Nit: I think 'old_bit' or so is easier to read than a generic 'set'?


> +
> +	mutex_unlock(&cpu_poll_mutex);

Also, is cpu_poll_mutex locking really necessary, given that these bitops 
methods are atomic, and CPUs observe cpu_poll_enabled without taking any 
locks?

> +static int is_cpu_idle_poll(int cpu)
> +{
> +	if (static_branch_unlikely(&cpu_poll_enabled))
> +		return cpumask_test_cpu(cpu, &cpu_poll_mask);
> +
> +	return 0;
> +}

static inline might be justified in this case I guess.

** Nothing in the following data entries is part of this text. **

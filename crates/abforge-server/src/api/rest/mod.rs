//! REST API implementation
//!
//! Modular REST API with clean separation of concerns:
//! - types: Request/response type definitions
//! - extractors: Custom request extractors
//! - handlers: API endpoint handlers
//! - router: Router creation and configuration

mod extractors;
mod handlers;
mod router;
pub mod types;

// Re-export public API
pub use extractors::JsonBody;
pub use router::create_router;
pub use types::{
    AckResponse, BindingQuery, BindingTemplate, CloneBindingPayload, CreateBindingPayload,
    GenerateRequestPayload, GenerateResponsePayload, HealthResponse, KnowledgeQuery, ProjectQuery,
    RegenerateRequestPayload, RegenerateResponsePayload, UpdateBindingPayload,
    UploadKnowledgePayload, ValidateBindingPayload,
};
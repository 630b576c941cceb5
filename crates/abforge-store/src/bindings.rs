//! Typed access to field binding records
//!
//! Bindings live in the `bindings` collection, partitioned by action
//! button type.

use std::sync::Arc;

use abforge_core::FieldBinding;
use serde_json::Value;
use tracing::warn;

use crate::document::{DocumentStore, QueryFilter};
use crate::error::{StoreError, StoreResult};

/// Collection holding field binding documents
pub const BINDINGS_COLLECTION: &str = "bindings";

/// Typed wrapper over the bindings collection
#[derive(Clone)]
pub struct BindingStore {
    docs: Arc<dyn DocumentStore>,
}

impl BindingStore {
    pub fn new(docs: Arc<dyn DocumentStore>) -> Self {
        Self { docs }
    }

    pub async fn create(&self, binding: &FieldBinding) -> StoreResult<()> {
        let doc = serde_json::to_value(binding)?;
        self.docs
            .create(BINDINGS_COLLECTION, &binding.action_button_type, &doc)
            .await
    }

    /// Point lookup by (id, action button type partition key)
    pub async fn get(&self, id: &str, action_button_type: &str) -> StoreResult<Option<FieldBinding>> {
        let doc = self
            .docs
            .get(BINDINGS_COLLECTION, id, action_button_type)
            .await?;
        doc.map(from_document).transpose()
    }

    /// Resolve a binding by id with a type hint.
    ///
    /// Tries the direct keyed lookup first; on any failure (not found or a
    /// backend error, e.g. a wrong partition key) falls back to a scan on
    /// the id alone, tolerating callers that supplied a wrong or missing
    /// type. Both paths empty means the binding does not exist.
    pub async fn resolve(
        &self,
        id: &str,
        type_hint: Option<&str>,
    ) -> StoreResult<Option<FieldBinding>> {
        if let Some(hint) = type_hint {
            match self.get(id, hint).await {
                Ok(Some(binding)) => return Ok(Some(binding)),
                Ok(None) => {}
                Err(e) => {
                    warn!("Direct binding lookup failed for {}: {}", id, e);
                }
            }
        }

        let filter = QueryFilter::new().field_equals("id", id).limit(1);
        let mut matches = self.docs.query(BINDINGS_COLLECTION, &filter).await?;
        match matches.pop() {
            Some(doc) => Ok(Some(from_document(doc)?)),
            None => Ok(None),
        }
    }

    /// List bindings, optionally restricted to one action button type,
    /// newest first
    pub async fn list(&self, action_button_type: Option<&str>) -> StoreResult<Vec<FieldBinding>> {
        let mut filter = QueryFilter::new().newest_first_by("createdAt");
        if let Some(abt) = action_button_type {
            filter = filter.field_equals("actionButtonType", abt);
        }

        let docs = self.docs.query(BINDINGS_COLLECTION, &filter).await?;
        docs.into_iter().map(from_document).collect()
    }

    pub async fn replace(&self, binding: &FieldBinding) -> StoreResult<()> {
        let doc = serde_json::to_value(binding)?;
        self.docs
            .replace(
                BINDINGS_COLLECTION,
                &binding.id,
                &binding.action_button_type,
                &doc,
            )
            .await
    }

    pub async fn delete(&self, id: &str, action_button_type: &str) -> StoreResult<()> {
        self.docs
            .delete(BINDINGS_COLLECTION, id, action_button_type)
            .await
    }
}

fn from_document(doc: Value) -> StoreResult<FieldBinding> {
    serde_json::from_value(doc).map_err(StoreError::from)
}
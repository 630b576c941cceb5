//! Mock chat provider for testing
//!
//! Records every request it receives so tests can assert whether the
//! completion service was reached at all.

use crate::client::{ChatClient, ChatRequest, ChatResponse};
use crate::error::{LLMError, Result};
use crate::provider::ChatProvider;
use async_trait::async_trait;
use std::sync::Mutex;

/// Mock chat provider for testing
pub struct MockProvider {
    name: String,
    default_response: String,
    failure: Option<String>,
    requests: Mutex<Vec<ChatRequest>>,
}

impl MockProvider {
    /// Create a new mock provider
    pub fn new() -> Self {
        Self {
            name: "mock".to_string(),
            default_response: "# generated by mock provider\ndef main():\n    pass".to_string(),
            failure: None,
            requests: Mutex::new(Vec::new()),
        }
    }

    /// Create with custom canned response
    pub fn with_response(response: String) -> Self {
        Self {
            default_response: response,
            ..Self::new()
        }
    }

    /// Create a provider whose every call fails with an API error
    pub fn failing(message: impl Into<String>) -> Self {
        Self {
            failure: Some(message.into()),
            ..Self::new()
        }
    }

    /// Number of calls received so far
    pub fn call_count(&self) -> usize {
        self.requests.lock().map(|reqs| reqs.len()).unwrap_or(0)
    }

    /// Copy of all requests received so far
    pub fn requests(&self) -> Vec<ChatRequest> {
        self.requests
            .lock()
            .map(|reqs| reqs.clone())
            .unwrap_or_default()
    }
}

impl Default for MockProvider {
    fn default() -> Self {
        Self::new()
    }
}

#[async_trait]
impl ChatClient for MockProvider {
    async fn call(&self, request: ChatRequest) -> Result<ChatResponse> {
        let model = request.model.clone();
        if let Ok(mut reqs) = self.requests.lock() {
            reqs.push(request);
        }

        if let Some(message) = &self.failure {
            return Err(LLMError::ApiCallFailed(message.clone()));
        }

        Ok(ChatResponse::new(self.default_response.clone(), model)
            .with_tokens(10)
            .with_finish_reason("stop".to_string()))
    }

    fn name(&self) -> &str {
        &self.name
    }
}

impl ChatProvider for MockProvider {
    fn provider_name(&self) -> &str {
        "Mock"
    }
}

#[cfg(test)]
mod tests {
    use super::*;

    #[tokio::test]
    async fn test_mock_provider_returns_canned_response() {
        let provider = MockProvider::with_response("print(42)".to_string());
        let request = ChatRequest::new("Test".to_string(), "mock-model".to_string());

        let response = provider.call(request).await.unwrap();
        assert_eq!(response.content, "print(42)");
        assert_eq!(response.model, "mock-model");
    }

    #[tokio::test]
    async fn test_mock_provider_records_requests() {
        let provider = MockProvider::new();
        assert_eq!(provider.call_count(), 0);

        let request = ChatRequest::new("Prompt text".to_string(), "mock-model".to_string())
            .with_system("System text".to_string());
        provider.call(request).await.unwrap();

        assert_eq!(provider.call_count(), 1);
        let recorded = provider.requests();
        assert_eq!(recorded[0].prompt, "Prompt text");
        assert_eq!(recorded[0].system.as_deref(), Some("System text"));
    }

    #[tokio::test]
    async fn test_failing_provider() {
        let provider = MockProvider::failing("quota exceeded");
        let request = ChatRequest::new("Test".to_string(), "mock-model".to_string());

        let err = provider.call(request).await.unwrap_err();
        assert!(matches!(err, LLMError::ApiCallFailed(_)));
        assert!(err.to_string().contains("quota exceeded"));
        // The failed call is still recorded
        assert_eq!(provider.call_count(), 1);
    }
}
//! REST API type definitions
//!
//! Request and response payloads for the REST endpoints. Required request
//! fields deserialize as options so handlers can report exactly which
//! field is missing with a 400, instead of leaking serde's own wording.

use abforge_core::BoundField;
use serde::{Deserialize, Serialize};

/// Health check response
#[derive(Debug, Serialize)]
pub struct HealthResponse {
    pub status: String,
    pub version: String,
}

/// Generic operation acknowledgement
#[derive(Debug, Serialize)]
pub struct AckResponse {
    pub success: bool,
    pub message: String,
}

/// Generation request payload
#[derive(Debug, Deserialize)]
#[serde(rename_all = "camelCase")]
pub struct GenerateRequestPayload {
    #[serde(default)]
    pub project_name: Option<String>,

    #[serde(default)]
    pub action_button_type: Option<String>,

    #[serde(default)]
    pub business_logic: Option<String>,

    #[serde(default)]
    pub field_binding_id: Option<String>,

    #[serde(default)]
    pub additional_requirements: Option<String>,
}

/// Generation response payload
#[derive(Debug, Serialize)]
#[serde(rename_all = "camelCase")]
pub struct GenerateResponsePayload {
    pub code_id: String,
    pub project_name: String,
    pub generated_code: String,
    /// Number of examples included in the prompt
    pub used_examples: usize,
}

/// Regeneration request payload
#[derive(Debug, Deserialize)]
#[serde(rename_all = "camelCase")]
pub struct RegenerateRequestPayload {
    #[serde(default)]
    pub modifications: Option<String>,

    #[serde(default)]
    pub project_id: Option<String>,
}

/// Regeneration response payload
#[derive(Debug, Serialize)]
#[serde(rename_all = "camelCase")]
pub struct RegenerateResponsePayload {
    pub code_id: String,
    pub generated_code: String,
    pub version: String,
}

/// Query parameters addressing a record within a project
#[derive(Debug, Default, Deserialize)]
#[serde(rename_all = "camelCase")]
pub struct ProjectQuery {
    #[serde(default)]
    pub project_id: Option<String>,
}

/// Query parameters for binding lookups/listings
#[derive(Debug, Default, Deserialize)]
#[serde(rename_all = "camelCase")]
pub struct BindingQuery {
    #[serde(default)]
    pub action_button_type: Option<String>,
}

/// Binding creation payload
#[derive(Debug, Deserialize)]
#[serde(rename_all = "camelCase")]
pub struct CreateBindingPayload {
    #[serde(default)]
    pub name: Option<String>,

    #[serde(default)]
    pub action_button_type: Option<String>,

    #[serde(default)]
    pub description: Option<String>,

    #[serde(default)]
    pub fields: Vec<BoundField>,
}

/// Binding update payload; identity and partition key are immutable
#[derive(Debug, Deserialize)]
#[serde(rename_all = "camelCase")]
pub struct UpdateBindingPayload {
    #[serde(default)]
    pub name: Option<String>,

    #[serde(default)]
    pub description: Option<String>,

    #[serde(default)]
    pub fields: Option<Vec<BoundField>>,

    #[serde(default)]
    pub is_active: Option<bool>,

    /// Lookup hint only; a differing value does not move the binding
    #[serde(default)]
    pub action_button_type: Option<String>,
}

/// Structural validation payload
#[derive(Debug, Deserialize)]
#[serde(rename_all = "camelCase")]
pub struct ValidateBindingPayload {
    #[serde(default)]
    pub fields: Vec<BoundField>,
}

/// Binding clone payload
#[derive(Debug, Default, Deserialize)]
#[serde(rename_all = "camelCase")]
pub struct CloneBindingPayload {
    #[serde(default)]
    pub name: Option<String>,

    #[serde(default)]
    pub action_button_type: Option<String>,
}

/// A starter binding template
#[derive(Debug, Clone, Serialize)]
#[serde(rename_all = "camelCase")]
pub struct BindingTemplate {
    pub id: String,
    pub name: String,
    pub description: String,
    pub action_button_type: String,
    pub fields: Vec<BoundField>,
}

/// Knowledge-base upload payload
#[derive(Debug, Deserialize)]
#[serde(rename_all = "camelCase")]
pub struct UploadKnowledgePayload {
    #[serde(default)]
    pub category: Option<String>,

    #[serde(default)]
    pub action_button_type: Option<String>,

    #[serde(default)]
    pub file_name: Option<String>,

    #[serde(default)]
    pub file_type: Option<String>,

    #[serde(default)]
    pub description: Option<String>,

    #[serde(default)]
    pub content: Option<String>,
}

/// Query parameters for knowledge listings
#[derive(Debug, Default, Deserialize)]
#[serde(rename_all = "camelCase")]
pub struct KnowledgeQuery {
    #[serde(default)]
    pub category: Option<String>,

    #[serde(default)]
    pub action_button_type: Option<String>,
}
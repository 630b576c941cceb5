//! Error types for the LLM module

use thiserror::Error;

/// Result type alias for LLM operations
pub type Result<T> = std::result::Result<T, LLMError>;

/// LLM module errors
///
/// Transport failures (`ApiCallFailed`/`HttpError`) and a syntactically
/// valid response with nothing usable in it (`InvalidResponse`) are kept
/// distinct: the first means the service call failed, the second means
/// the model produced no output.
#[derive(Debug, Error)]
pub enum LLMError {
    /// External API call failed
    #[error("External API call failed: {0}")]
    ApiCallFailed(String),

    /// Invalid configuration
    #[error("Invalid configuration: {0}")]
    InvalidConfiguration(String),

    /// Serialization/deserialization error
    #[error("Serialization error: {0}")]
    SerializationError(#[from] serde_json::Error),

    /// HTTP request error
    #[error("HTTP request error: {0}")]
    HttpError(#[from] reqwest::Error),

    /// Invalid response format
    #[error("Invalid response format: {0}")]
    InvalidResponse(String),

    /// Generation failed
    #[error("Code generation failed: {0}")]
    GenerationFailed(String),

    /// Generic error
    #[error("{0}")]
    Other(String),
}

impl From<String> for LLMError {
    fn from(s: String) -> Self {
        LLMError::Other(s)
    }
}

impl From<&str> for LLMError {
    fn from(s: &str) -> Self {
        LLMError::Other(s.to_string())
    }
}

> @@ -51,18 +136,21 @@ __setup("hlt", cpu_idle_nopoll_setup);
>  
>  static noinline int __cpuidle cpu_idle_poll(void)
>  {
> -	trace_cpu_idle(0, smp_processor_id());
> +	int cpu = smp_processor_id();
> +
> +	trace_cpu_idle(0, cpu);
>  	stop_critical_timings();
>  	ct_idle_enter();
>  	local_irq_enable();
>  
>  	while (!tif_need_resched() &&
> -	       (cpu_idle_force_poll || tick_check_broadcast_expired()))
> +	       (cpu_idle_force_poll || tick_check_broadcast_expired()
> +		|| is_cpu_idle_poll(cpu)))
>  		cpu_relax();
>  
>  	ct_idle_exit();
>  	start_critical_timings();
> -	trace_cpu_idle(PWR_EVENT_EXIT, smp_processor_id());
> +	trace_cpu_idle(PWR_EVENT_EXIT, cpu);
>  
>  	return 1;

So I think the introduction of the 'cpu' local variable to clean up the 
flow of cpu_idle_poll() should be a separate preparatory patch, which will 
make the addition of the is_cpu_idle_poll() call a bit easier to read in 
the second patch.

>  }
> @@ -296,7 +384,8 @@ static void do_idle(void)
>  		 * broadcast device expired for us, we don't want to go deep
>  		 * idle as we know that the IPI is going to arrive right away.
>  		 */
> -		if (cpu_idle_force_poll || tick_check_broadcast_expired()) {
> +		if (cpu_idle_force_poll || tick_check_broadcast_expired()
> +		    || is_cpu_idle_poll(cpu)) {
>  			tick_nohz_idle_restart_tick();
>  			cpu_idle_poll();

Shouldn't we check is_cpu_idle_poll() right after the cpu_idle_force_poll 
check, and before the tick_check_broadcast_expired() check?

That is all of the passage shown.